Abstract A novel Cu(I) loading method, which includes the reduction of CuCl 2 to CuCl without an external reducing agent and high-temperature calcination, was developed using the redox properties of coordinatively unsaturated Fe(II) sites in MIL-100(Fe). The successful loading of Cu(I) ions and their redox-couple reactions are supported by various methods such as TEM/EDS, XPS, PXRD, and ICP-AES techniques, as well as N 2 adsorption isotherms at 77 K. Compared to Cu loaded into isostructural MIL-100(Al) devoid of redox active sites, Cu(I)-loaded MIL-100(Fe) exhibits higher C 3 H 6 /C 3 H 8 selectivity and superior air stability.
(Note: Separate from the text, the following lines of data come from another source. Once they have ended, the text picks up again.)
//! Per-prefab object pools
//!
//! Each prefab gets its own bounded free list, preallocated at creation.
//! Instances created outside a pool (exhaustion fallback) can only be deactivated
//! or destroyed.

use super::{PoolService, ReturnHook};
use crate::foundation::collections::{ObjectHandle, PrefabId, SlotMap};
use log::{debug, warn};
use std::collections::HashMap;

/// Lifecycle state of a managed object
#[derive(Debug, Clone, Copy, PartialEq, Eq)]
pub enum ObjectState {
    /// Sitting in its pool's free list
    Pooled,
    /// Handed out and live
    Active,
    /// Deactivated in place
    Inactive,
    /// Waiting for a scheduled destroy
    Destroying,
}

struct ManagedObject {
    prefab: PrefabId,
    state: ObjectState,
    pooled: bool,
    on_return: Option<ReturnHook>,
}

/// Statistics for the object pool
#[derive(Debug, Clone, Copy, Default, PartialEq, Eq)]
pub struct PoolStats {
    /// Successful acquisitions
    pub acquired: u64,
    /// Objects returned to a pool
    pub released: u64,
    /// Objects created outside a pool
    pub instantiated: u64,
    /// Objects removed after their destroy delay
    pub destroyed: u64,
}

/// Reference [`PoolService`] implementation
#[derive(Default)]
pub struct ObjectPool {
    objects: SlotMap<ObjectHandle, ManagedObject>,
    free: HashMap<PrefabId, Vec<ObjectHandle>>,
    deactivated: Vec<ObjectHandle>,
    scheduled: Vec<(ObjectHandle, f32)>,
    stats: PoolStats,
}

impl ObjectPool {
    /// Create a pool service with no prefab pools
    pub fn new() -> Self {
        Self::default()
    }

    /// Preallocate `capacity` pooled instances of `prefab`
    pub fn create_pool(&mut self, prefab: PrefabId, capacity: usize) {
        for _ in 0..capacity {
            let handle = self.objects.insert(ManagedObject {
                prefab,
                state: ObjectState::Pooled,
                pooled: true,
                on_return: None,
            });
            self.free.entry(prefab).or_default().push(handle);
        }
        debug!("Created pool for {:?} with {} instances", prefab, capacity);
    }

    /// Free instances left for a prefab
    pub fn available(&self, prefab: PrefabId) -> usize {
        self.free.get(&prefab).map_or(0, Vec::len)
    }

    /// State of an object, `None` once destroyed
    pub fn state(&self, handle: ObjectHandle) -> Option<ObjectState> {
        self.objects.get(handle).map(|o| o.state)
    }

    /// Prefab of an object
    pub fn prefab(&self, handle: ObjectHandle) -> Option<PrefabId> {
        self.objects.get(handle).map(|o| o.prefab)
    }

    /// Number of active objects
    pub fn active_count(&self) -> usize {
        self.objects.values().filter(|o| o.state == ObjectState::Active).count()
    }

    /// Objects deactivated since the last drain
    pub fn drain_deactivated(&mut self) -> Vec<ObjectHandle> {
        std::mem::take(&mut self.deactivated)
    }

    /// Advance scheduled destroys; returns the objects removed this call
    pub fn update(&mut self, delta_time: f32) -> Vec<ObjectHandle> {
        let mut removed = Vec::new();
        self.scheduled.retain_mut(|(handle, remaining)| {
            *remaining -= delta_time;
            if *remaining <= 0.0 {
                removed.push(*handle);
                false
            } else {
                true
            }
        });

        for handle in &removed {
            self.objects.remove(*handle);
        }
        self.stats.destroyed += removed.len() as u64;
        removed
    }

    /// Get current statistics
    pub fn stats(&self) -> PoolStats {
        self.stats
    }
}

impl PoolService for ObjectPool {
    fn acquire(&mut self, prefab: PrefabId, on_return: Option<ReturnHook>) -> Option<ObjectHandle> {
        let handle = self.free.get_mut(&prefab)?.pop()?;
        let object = self.objects.get_mut(handle)?;
        object.state = ObjectState::Active;
        object.on_return = on_return;
        self.stats.acquired += 1;
        Some(handle)
    }

    fn release(&mut self, handle: ObjectHandle) -> bool {
        let Some(object) = self.objects.get_mut(handle) else {
            warn!("Release of unknown object {:?}", handle);
            return false;
        };
        if !object.pooled || matches!(object.state, ObjectState::Pooled | ObjectState::Destroying) {
            return false;
        }

        object.state = ObjectState::Pooled;
        if let Some(mut hook) = object.on_return.take() {
            hook(handle);
        }
        self.free.entry(object.prefab).or_default().push(handle);
        self.stats.released += 1;
        true
    }

    fn instantiate(&mut self, prefab: PrefabId) -> ObjectHandle {
        self.stats.instantiated += 1;
        self.objects.insert(ManagedObject {
            prefab,
            state: ObjectState::Active,
            pooled: false,
            on_return: None,
        })
    }

    fn deactivate(&mut self, handle: ObjectHandle) -> bool {
        match self.objects.get_mut(handle) {
            Some(object) if object.state == ObjectState::Active => {
                object.state = ObjectState::Inactive;
                self.deactivated.push(handle);
                true
            }
            _ => false,
        }
    }

    fn destroy_after(&mut self, handle: ObjectHandle, delay: f32) {
        let Some(object) = self.objects.get_mut(handle) else {
            warn!("Destroy of unknown object {:?}", handle);
            return;
        };
        if object.state == ObjectState::Destroying {
            return;
        }
        if object.state == ObjectState::Pooled {
            if let Some(free) = self.free.get_mut(&object.prefab) {
                free.retain(|h| *h != handle);
            }
        }
        object.state = ObjectState::Destroying;
        self.scheduled.push((handle, delay.max(0.0)));
    }
}

impl std::fmt::Debug for ObjectPool {
    fn fmt(&self, f: &mut std::fmt::Formatter<'_>) -> std::fmt::Result {
        f.debug_struct("ObjectPool")
            .field("objects", &self.objects.len())
            .field("scheduled", &self.scheduled.len())
            .field("stats", &self.stats)
            .finish()
    }
}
This indicates that the Fe(II) sites in MIL-100(Fe) act as antioxidants that protect the resultant Cu(I) species, as well as reducing agents for CuCl 2 . Remarkably, in the typical pressure-swing adsorption (PSA) range (1–5 bar), the Cu(I)-loaded MIL-100(Fe) exhibits a large C 3 H 6 working capacity as well as very high C 3 H 6 /C 3 H 8 selectivities that are superior to those of the benchmark adsorbents, zeolite-13X and HKUST-1. Moreover, this material is easily regenerated under mild conditions and exhibits good separation performance under dynamic mixed-flow conditions. This facile method for loading Cu(I) can be applied to other adsorbents containing redox-active sites.